▸ **PROVIDED INFORMATION**
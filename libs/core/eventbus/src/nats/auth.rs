//! Authentication strategy resolution.

use crate::config::env_non_empty;
use crate::error::EventBusError;
use async_nats::ConnectOptions;
use std::fmt;
use std::sync::Arc;

pub const NATS_JWT_TOKEN: &str = "NATS_JWT_TOKEN";
pub const NATS_NKEY_SEED: &str = "NATS_NKEY_SEED";
pub const NATS_USERNAME: &str = "NATS_USERNAME";
pub const NATS_PASSWORD: &str = "NATS_PASSWORD";
pub const NATS_TOKEN: &str = "NATS_TOKEN";

/// How a connection authenticates.
#[derive(Clone, PartialEq, Eq, Default)]
pub enum Credentials {
    /// User JWT signed with the companion nkey seed.
    Jwt { jwt: String, seed: String },
    UserPassword { username: String, password: String },
    Token(String),
    #[default]
    Anonymous,
}

impl Credentials {
    /// Resolve credentials from the process environment.
    ///
    /// First match wins: JWT + seed, username + password, static token,
    /// otherwise anonymous. Empty variables count as unset.
    pub fn from_env() -> Result<Self, EventBusError> {
        Self::resolve(env_non_empty)
    }

    /// Resolve credentials from an arbitrary variable lookup.
    pub fn resolve<F>(lookup: F) -> Result<Self, EventBusError>
    where
        F: Fn(&str) -> Option<String>,
    {
        let lookup = |key: &str| lookup(key).filter(|value| !value.is_empty());

        if let Some(jwt) = lookup(NATS_JWT_TOKEN) {
            let seed = lookup(NATS_NKEY_SEED).ok_or_else(|| {
                EventBusError::Auth(format!(
                    "{} is required when using JWT authentication",
                    NATS_NKEY_SEED
                ))
            })?;
            return Ok(Credentials::Jwt { jwt, seed });
        }

        if let Some(username) = lookup(NATS_USERNAME) {
            let password = lookup(NATS_PASSWORD).unwrap_or_default();
            return Ok(Credentials::UserPassword { username, password });
        }

        if let Some(token) = lookup(NATS_TOKEN) {
            return Ok(Credentials::Token(token));
        }

        Ok(Credentials::Anonymous)
    }

    /// Short name of the strategy, safe to log.
    pub fn strategy(&self) -> &'static str {
        match self {
            Credentials::Jwt { .. } => "jwt",
            Credentials::UserPassword { .. } => "user_password",
            Credentials::Token(_) => "token",
            Credentials::Anonymous => "anonymous",
        }
    }

    /// Apply the strategy to NATS connect options.
    pub fn apply(&self, options: ConnectOptions) -> Result<ConnectOptions, EventBusError> {
        let options = match self {
            Credentials::Jwt { jwt, seed } => {
                let key_pair = nkeys::KeyPair::from_seed(seed)
                    .map_err(|e| EventBusError::Auth(format!("invalid nkey seed: {}", e)))?;
                let key_pair = Arc::new(key_pair);
                options.jwt(jwt.clone(), move |nonce| {
                    let key_pair = key_pair.clone();
                    async move { key_pair.sign(&nonce).map_err(async_nats::AuthError::new) }
                })
            }
            Credentials::UserPassword { username, password } => {
                options.user_and_password(username.clone(), password.clone())
            }
            Credentials::Token(token) => options.token(token.clone()),
            Credentials::Anonymous => options,
        };
        Ok(options)
    }
}

impl fmt::Debug for Credentials {
    fn fmt(&self, f: &mut fmt::Formatter<'_>) -> fmt::Result {
        match self {
            Credentials::Jwt { .. } => f.write_str("Credentials::Jwt { .. }"),
            Credentials::UserPassword { username, .. } => f
                .debug_struct("Credentials::UserPassword")
                .field("username", username)
                .field("password", &"***")
                .finish(),
            Credentials::Token(_) => f.write_str("Credentials::Token(***)"),
            Credentials::Anonymous => f.write_str("Credentials::Anonymous"),
        }
    }
}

▸ **REQUIREMENT**
What do the lines of the material read, from the first through the line with "a connection authenticates."? Transcribe them exactly and stop there.

▸ **RESULT OF THE TASK**
filename libs/core/eventbus/src/nats/auth.rs
//! Authentication strategy resolution.

use crate::config::env_non_empty;
use crate::error::EventBusError;
use async_nats::ConnectOptions;
use std::fmt;
use std::sync::Arc;

pub const NATS_JWT_TOKEN: &str = "NATS_JWT_TOKEN";
pub const NATS_NKEY_SEED: &str = "NATS_NKEY_SEED";
pub const NATS_USERNAME: &str = "NATS_USERNAME";
pub const NATS_PASSWORD: &str = "NATS_PASSWORD";
pub const NATS_TOKEN: &str = "NATS_TOKEN";

/// How a connection authenticates.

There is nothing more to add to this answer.